Description Ravishankar N 2016-10-21 06:09:28 UTC

+++ This bug was initially created as a clone of Bug #1378547 +++

Description of problem:

The unsplit-brain mechanism is triggered along the self-healing mechanism. Since the self-healing mechanism is asynchronous, so is the unsplit-brain mechanism. Therefore, even tough the split-brain is resolved eventually, all system calls made before this happens causes an IOE to occur. This pushes the responsibility back to the client application, which needs to retry the system call, which in turn cause a waste of resources.

The self-heal mechanism should still be asynchronous, but the right version of the favorite child policy should be resolved synchronously to prevent the Input/Output exception to occur.
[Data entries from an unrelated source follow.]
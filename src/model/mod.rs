pub mod config;
pub mod decision;
pub mod detail;
pub mod inbox;
pub mod letter;
pub mod timestamp;

pub use config::*;
pub use decision::*;
pub use detail::*;
pub use inbox::*;
pub use letter::*;
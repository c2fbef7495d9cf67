use serde::Serialize;

use crate::model::{InboxItem, RequestDetail, RequestSummary};

// ---------------------------------------------------------------------------
// JSON output structs
// ---------------------------------------------------------------------------

#[derive(Serialize)]
pub struct InboxJson<'a> {
    pub count: usize,
    pub items: &'a [InboxItem],
}

#[derive(Serialize)]
#[serde(rename_all = "camelCase")]
pub struct DecisionJson {
    pub approval_request_id: u64,
    pub status: &'static str,
    pub remark: String,
}

#[derive(Serialize)]
#[serde(rename_all = "camelCase")]
pub struct QrSavedJson {
    pub flow_id: u64,
    pub path: String,
    pub width: u32,
    pub height: u32,
    pub bytes: usize,
}

#[derive(Serialize)]
pub struct RequestsJson<'a> {
    pub count: usize,
    pub requests: &'a [RequestSummary],
}

#[derive(Serialize)]
#[serde(rename_all = "camelCase")]
pub struct LetterSavedJson {
    pub approval_request_id: u64,
    pub title: String,
    pub path: String,
    pub bytes: usize,
}

#[derive(Serialize)]
#[serde(rename_all = "camelCase")]
pub struct AttachmentSavedJson {
    pub attachment_id: u64,
    pub path: String,
    pub bytes: usize,
}

// ---------------------------------------------------------------------------
// Text formatting
// ---------------------------------------------------------------------------

/// One line per pending item
pub fn format_inbox(items: &[InboxItem]) -> Vec<String> {
    if items.is_empty() {
        return vec!["No pending approvals.".to_string()];
    }
    let id_w = items
        .iter()
        .map(|i| i.approval_request_id.to_string().len())
        .max()
        .unwrap_or(1);
    items
        .iter()
        .map(|item| {
            let number = if item.request_id.is_empty() {
                String::new()
            } else {
                format!("{}  ", item.request_id)
            };
            format!(
                "{:>id_w$}  {}{}  [{}]  by {}  {}",
                item.approval_request_id,
                number,
                item.title,
                item.progress_label(),
                item.requested_by_id,
                item.created_at.format("%Y-%m-%d %H:%M"),
                id_w = id_w,
            )
        })
        .collect()
}

/// Request header followed by its approval chain
pub fn format_detail(detail: &RequestDetail) -> Vec<String> {
    let mut lines = Vec::new();
    match &detail.request_number {
        Some(number) => lines.push(format!("{}  {}", number, detail.title)),
        None => lines.push(detail.title.clone()),
    }
    if let Some(kind) = &detail.approval_type {
        lines.push(format!("  type:      {}", kind));
    }
    if let Some(name) = &detail.requester_name {
        match &detail.requester_role {
            Some(role) => lines.push(format!("  requester: {} ({})", name, role)),
            None => lines.push(format!("  requester: {}", name)),
        }
    }
    lines.push(format!(
        "  submitted: {}",
        detail.created_at.format("%Y-%m-%d %H:%M")
    ));
    if let Some(status) = &detail.current_status {
        lines.push(format!("  status:    {}", status));
    }
    if let Some(description) = detail.description.as_deref().filter(|d| !d.trim().is_empty()) {
        lines.push(String::new());
        for line in description.lines() {
            lines.push(format!("  {}", line));
        }
    }
    lines.push(String::new());
    lines.push("Approval steps:".to_string());
    for (i, flow) in detail.approval_flows.iter().enumerate() {
        let who = [flow.position_title.as_deref(), flow.approver_name.as_deref()]
            .into_iter()
            .flatten()
            .collect::<Vec<_>>()
            .join(" / ");
        let mut line = format!("  {}. [{}] {}", i + 1, flow.status, who);
        if let Some(at) = &flow.approved_at {
            line.push_str(&format!("  {}", at.format("%Y-%m-%d %H:%M")));
        }
        lines.push(line.trim_end().to_string());
        if let Some(remark) = &flow.remark {
            lines.push(format!("     \"{}\"", remark));
        }
    }
    if !detail.attachments.is_empty() {
        lines.push(String::new());
        lines.push("Attachments:".to_string());
        for attachment in &detail.attachments {
            lines.push(format!("  #{}  {}", attachment.id, attachment.file_name));
        }
    }
    lines
}

/// One line per request: id, status, date, title, type
pub fn format_requests(requests: &[RequestSummary]) -> Vec<String> {
    if requests.is_empty() {
        return vec!["No requests found.".to_string()];
    }
    let id_w = requests
        .iter()
        .map(|r| r.id.to_string().len())
        .max()
        .unwrap_or(1);
    let status_w = requests
        .iter()
        .map(|r| r.current_status.len())
        .max()
        .unwrap_or(0);
    requests
        .iter()
        .map(|r| {
            let mut line = format!(
                "{:>id_w$}  {:<status_w$}  {}  {}",
                r.id,
                r.current_status,
                r.created_at.format("%Y-%m-%d"),
                r.title,
            );
            if let Some(kind) = &r.approval_type {
                line.push_str(&format!("  ({})", kind));
            }
            line
        })
        .collect()
}

#[cfg(test)]
mod tests {
    use super::*;
    use crate::model::{ApprovalFlow, Attachment};
    use chrono::{TimeZone, Utc};
    use pretty_assertions::assert_eq;

    fn item(id: u64, title: &str) -> InboxItem {
        InboxItem {
            approval_request_id: id,
            request_id: format!("REQ-{:04}", id),
            flow_id: id * 10,
            title: title.into(),
            requested_by_id: "u-1".into(),
            status: "Pending".into(),
            created_at: Utc.with_ymd_and_hms(2024, 3, 1, 9, 0, 0).unwrap(),
            current_step: 1,
            total_steps: 2,
        }
    }

    #[test]
    fn inbox_lines() {
        let lines = format_inbox(&[item(1, "Leave"), item(12, "Laptop")]);
        assert_eq!(
            lines,
            vec![
                " 1  REQ-0001  Leave  [Step 1 of 2]  by u-1  2024-03-01 09:00",
                "12  REQ-0012  Laptop  [Step 1 of 2]  by u-1  2024-03-01 09:00",
            ]
        );
    }

    #[test]
    fn request_lines() {
        let request = |id: u64, status: &str, kind: Option<&str>| RequestSummary {
            id,
            title: format!("Request {}", id),
            approval_type: kind.map(str::to_string),
            current_status: status.into(),
            created_at: Utc.with_ymd_and_hms(2024, 3, 1, 9, 0, 0).unwrap(),
        };
        let lines = format_requests(&[
            request(7, "Completed", Some("Leave")),
            request(12, "Rejected", None),
        ]);
        assert_eq!(
            lines,
            vec![
                " 7  Completed  2024-03-01  Request 7  (Leave)",
                "12  Rejected   2024-03-01  Request 12",
            ]
        );
        assert_eq!(format_requests(&[]), vec!["No requests found."]);
    }

    #[test]
    fn empty_inbox_line() {
        assert_eq!(format_inbox(&[]), vec!["No pending approvals."]);
    }

    #[test]
    fn detail_lines() {
        let detail = RequestDetail {
            id: 1,
            request_number: Some("REQ-0001".into()),
            title: "Leave".into(),
            description: None,
            approval_type: None,
            requester_name: Some("Ana".into()),
            requester_role: None,
            current_status: Some("Pending".into()),
            created_at: Utc.with_ymd_and_hms(2024, 3, 1, 9, 0, 0).unwrap(),
            approval_flows: vec![ApprovalFlow {
                id: 10,
                approver_name: Some("Budi".into()),
                position_title: Some("Manager".into()),
                status: "Approved".into(),
                order_index: 1,
                remark: Some("fine".into()),
                approved_at: Some(Utc.with_ymd_and_hms(2024, 3, 2, 10, 0, 0).unwrap()),
            }],
            attachments: vec![Attachment {
                id: 5,
                file_name: "quote.pdf".into(),
                content_type: None,
            }],
        };
        assert_eq!(
            format_detail(&detail),
            vec![
                "REQ-0001  Leave",
                "  requester: Ana",
                "  submitted: 2024-03-01 09:00",
                "  status:    Pending",
                "",
                "Approval steps:",
                "  1. [Approved] Manager / Budi  2024-03-02 10:00",
                "     \"fine\"",
                "",
                "Attachments:",
                "  #5  quote.pdf",
            ]
        );
    }
}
Version-Release number of selected component (if applicable):
3.8.4-1

How reproducible:
Create a split-brained file and assert that the first read still always causes an Input/Output Error.

Steps to Reproduce:
1. Set cluster.entry-self-heal to on, cluster.data-self-heal to on, cluster.metadata-self-heal to on and cluster.favorite-child-policy to mtime
2. Create a split-brained file
3. Cat the split-brained file -> Ensure that an Input/Output Error is raised
4. Cat the file again ~1sec later -> Ensure that the file was healed

Actual results:
[root@host vol]# cat test
cat: test: Input/output error
[root@host vol]# cat test
[root@host vol]#

Expected results:
[root@host vol]# cat test
[root@host vol]#


Additional info:

Comment 4 Ravishankar N 2016-11-08 01:10:37 UTC

Upstream patch: http://review.gluster.org/#/c/15673/4

Comment 5 Ravishankar N 2016-11-28 08:49:28 UTC

Downstream patch: https://code.engineering.redhat.com/gerrit/#/c/91354/

Comment 7 Nag Pavan Chilakam 2017-01-16 10:35:50 UTC

on_qa verification:



steps run:
1. Set cluster.entry-self-heal to on, cluster.data-self-heal to on, cluster.metadata-self-heal to on and cluster.favorite-child-policy to mtime
2. Create a split-brained file
3. Cat the split-brained file -> Ensure that an Input/Output Error is raised
4. Cat the file again ~1sec later -> Ensure that the file was healed

the files are getting healed based on latest mtime
hence moving to verified

test version:3.8.4-11

Comment 9 errata-xmlrpc 2017-03-23 06:13:44 UTC

Since the problem described in this bug report should be
resolved in a recent advisory, it has been closed with a
resolution of ERRATA.

For information on the advisory, and where to find the updated
files, follow the link below.

If the solution does not work for you, open a new bug report.

https://rhn.redhat.com/errata/RHSA-2017-0486.html